Toutefois, les responsables du Serious Fraud Office britannique envisagent également d’élargir le champ de l’enquête à d’autres opérations d’e-gaming menées par d’autres sociétés comme Compliance UK Ltd avec des représentations non seulement à Londres mais des hubs à Boston aux États-Unis, à Curaçao dans les Caraïbes ou encore à Amsterdam aux Pays-Bas, SMS Pariaz (UK) Ltd et la Mobile Gaming Co Ltd. Une des lignes d’engagements économiques, susceptibles d’attirer l’attention des autorités britanniques, concerne l’émission de cartes de crédits anonymes aux clients-parieurs de l’empire Lee Shim avec des transferts de gains vers des centres offshore. Cet aspect de l’enquête relève davantage de la loi contre le blanchiment des fonds.
D’autre part, l’Overseas Anti-Corruption Unit de la City of London Police (OACU) s’intéresse également aux relations entretenues entre David Foker, General Manager of Football Data Co, un organisme britannique assurant les quatre ligues de football professionnel en Grande-Bretagne, et Jean-Michel Lee Shim de Sport Data Feed Co Ltd. Techniquement, vu que l’In-Playing Betting n’est pas pratiqué à Maurice — des paris sur des matches de football pendant la durée des rencontres —, les changements systématiques des Odds n’ont aucune pertinence sur l’organisation des paris à Maurice.
Les trois sociétés, Stevenhills Ltd, Play On Line et ASL, qui contestent les injonctions réclamées par Sport Data Feed Co Ltd, avancent que les Fixtures de la ligue britannique ou encore les résultats des matches ne sont pas concernés par les droits d’auteurs (Copyrights) exigés par cette dernière société. Justifiant l’utilisation des Fixtures britanniques pour l’organisation des paris, elles s’appuient sur une déclaration de David Folker à l’effet que « following the European Court of Justice’s decision, the leagues did not have the rights in the fixture lists enabling them to charge licence fees for use of their fixture lists. We are not selling fixtures licences any longer. We can’t, we have no IP rights ».
Les autorités britanniques comptent procéder à une vérification des échanges de correspondances entre ces deux compagnies en marge des litiges portés devant la Cour suprême à Maurice. Les différents déplacements effectués à Maurice par David Folker pourraient également être passés au crible.
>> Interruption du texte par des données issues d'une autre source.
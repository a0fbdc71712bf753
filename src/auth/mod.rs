//! Tiered caller authorization.
//!
//! # Data Flow
//! ```text
//! AuthRequest (built per call by the pipeline)
//!     → token.rs     ("{type} {value}" framing, bearer only)
//!     → engine.rs    (tier-specific claim extraction)
//!         strict  : legacy.rs bypass, else verified token
//!         protect : verified token
//!         private : integrity.rs keyed digest over claims
//!     → signature.rs (optional request signature, caller secret lookup)
//!     → AuthorizationIdentity
//! ```
//!
//! # Design Decisions
//! - One `Authorizer` contract, one engine instance per tier, wired at startup
//! - Every rejection is an `AuthorizationError`; infrastructure failures are
//!   plain `GatewayError`s so the pipeline can tell them apart
//! - The legacy bypass is isolated and only reachable from the strict tier

pub mod engine;
pub mod integrity;
pub mod legacy;
pub mod signature;
pub mod token;

use std::fmt;

use axum::body::Bytes;
use axum::http::Uri;
use chrono::{DateTime, FixedOffset};
use serde::{Deserialize, Serialize};

pub use engine::{AuthEngines, Authorizer, TierAuthorizer};

/// Locale used when the requested one has no message.
pub const DEFAULT_LOCALE: &str = "en";

/// Everything an authorizer may look at. Built fresh per inbound call.
#[derive(Debug, Clone)]
pub struct AuthRequest {
    pub method: String,
    pub uri: Uri,
    pub body: Bytes,
    /// Caller/composite identifier (`x-gateway-key`).
    pub client_id: String,
    /// `None` when the header is absent or unparsable.
    pub timestamp: Option<DateTime<FixedOffset>>,
    pub signature: String,
    /// Raw `authorization` header value.
    pub token: String,
}

/// Claims handed to backends as `x-authorization-info`.
#[derive(Debug, Clone, Default, PartialEq, Eq, Serialize, Deserialize)]
pub struct AuthorizationIdentity {
    #[serde(rename = "id", default)]
    pub user_id: String,
    #[serde(default)]
    pub username: String,
    #[serde(rename = "isorgadmin", default)]
    pub is_org_admin: i64,
    #[serde(rename = "isactive", default)]
    pub is_active: i64,
    #[serde(default)]
    pub organization_id: String,
    #[serde(rename = "app", default)]
    pub app_id: String,
    #[serde(default)]
    pub exp: i64,
}

/// Reason a caller was rejected.
#[derive(Debug, Clone, Copy, PartialEq, Eq)]
pub enum AuthErrorKind {
    TokenNotFound,
    MalformedToken,
    Unsupported,
    InvalidToken,
    TokenRetired,
    CompositeFailed,
    SignatureMismatch,
    IntegrityMismatch,
}

impl AuthErrorKind {
    fn messages(&self) -> [(&'static str, &'static str); 2] {
        match self {
            AuthErrorKind::TokenNotFound => [("en", "Token not found"), ("id", "Token tidak ditemukan")],
            AuthErrorKind::MalformedToken => {
                [("en", "Malformed token"), ("id", "Format token tidak valid")]
            }
            AuthErrorKind::Unsupported => {
                [("en", "Unsupported authorization"), ("id", "Otorisasi tidak didukung")]
            }
            AuthErrorKind::InvalidToken
            | AuthErrorKind::TokenRetired
            | AuthErrorKind::IntegrityMismatch => [("en", "Invalid token"), ("id", "Token tidak valid")],
            AuthErrorKind::CompositeFailed => {
                [("en", "Client authorization failed"), ("id", "Otorisasi klien gagal")]
            }
            AuthErrorKind::SignatureMismatch => {
                [("en", "Signature mismatch"), ("id", "Signature tidak cocok")]
            }
        }
    }
}

/// Typed rejection carrying a machine string and localized messages.
#[derive(Debug, Clone, PartialEq, Eq)]
pub struct AuthorizationError {
    kind: AuthErrorKind,
    machine: String,
}

impl AuthorizationError {
    pub fn new(kind: AuthErrorKind, machine: impl Into<String>) -> Self {
        Self {
            kind,
            machine: machine.into(),
        }
    }

    pub fn token_not_found() -> Self {
        Self::new(AuthErrorKind::TokenNotFound, "token not found")
    }

    pub fn malformed_token() -> Self {
        Self::new(AuthErrorKind::MalformedToken, "malformed token")
    }

    pub fn unsupported() -> Self {
        Self::new(AuthErrorKind::Unsupported, "unsupported authorization")
    }

    pub fn invalid_token(detail: impl fmt::Display) -> Self {
        Self::new(AuthErrorKind::InvalidToken, format!("invalid token: {}", detail))
    }

    pub fn token_retired() -> Self {
        Self::new(AuthErrorKind::TokenRetired, "token has been retired")
    }

    pub fn composite_failed() -> Self {
        Self::new(AuthErrorKind::CompositeFailed, "composite authorization failed")
    }

    pub fn signature_mismatch() -> Self {
        Self::new(AuthErrorKind::SignatureMismatch, "signature mismatch")
    }

    pub fn integrity_mismatch() -> Self {
        Self::new(AuthErrorKind::IntegrityMismatch, "invalid authorization token, 0x10001")
    }

    pub fn kind(&self) -> AuthErrorKind {
        self.kind
    }

    /// Diagnostic text for logs.
    pub fn machine(&self) -> &str {
        &self.machine
    }

    /// User-facing text in `locale`, falling back to English.
    pub fn message(&self, locale: &str) -> &'static str {
        let messages = self.kind.messages();
        messages
            .iter()
            .find(|(lang, _)| lang.eq_ignore_ascii_case(locale))
            .or_else(|| messages.iter().find(|(lang, _)| *lang == DEFAULT_LOCALE))
            .map(|(_, text)| *text)
            .unwrap_or("Unauthorized")
    }
}

impl fmt::Display for AuthorizationError {
    fn fmt(&self, f: &mut fmt::Formatter<'_>) -> fmt::Result {
        f.write_str(&self.machine)
    }
}

impl std::error::Error for AuthorizationError {}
De son côté, l’avoué Preetam Chuttoo, qui a été entendu par le Central CID, mercredi après-midi, a fait publier un communiqué pour confirmer que « j’ai assisté l’Overseas Bribery and Corruption Department of the City of London et le Central CID à Maurice dans leurs enquêtes » et rejettent des plus catégoriquement des allégations de complot portées contre lui par Vikash Ramjit, Executive Chairman et Chief Executive de Sport Data Feed Ltd.
Pour sa part, Me Roshi Bhadain, dont les services ont été retenus par Paul Foo Kune, celui qui a déclenché le GamblingGate avec ses deux séries de 16 e-mails, s’était rendu au QG du Central CID en fin de semaine pour un Update des derniers développements de cette enquête. Il s’était rendu à Londres pour deux semaines.
Tout le GamblingGate relève d’une question de gros sous. Le business de Licensing des sociétés, organisant des paris sur des matches de football en Grande-Bretagne, soit 10 % du chiffre d’affaires annuel, devrait rapporter quelque Rs 50 millions à Sport Data Feed Ltd, soit un peu plus de £ 1 million, selon des spécialistes de la question.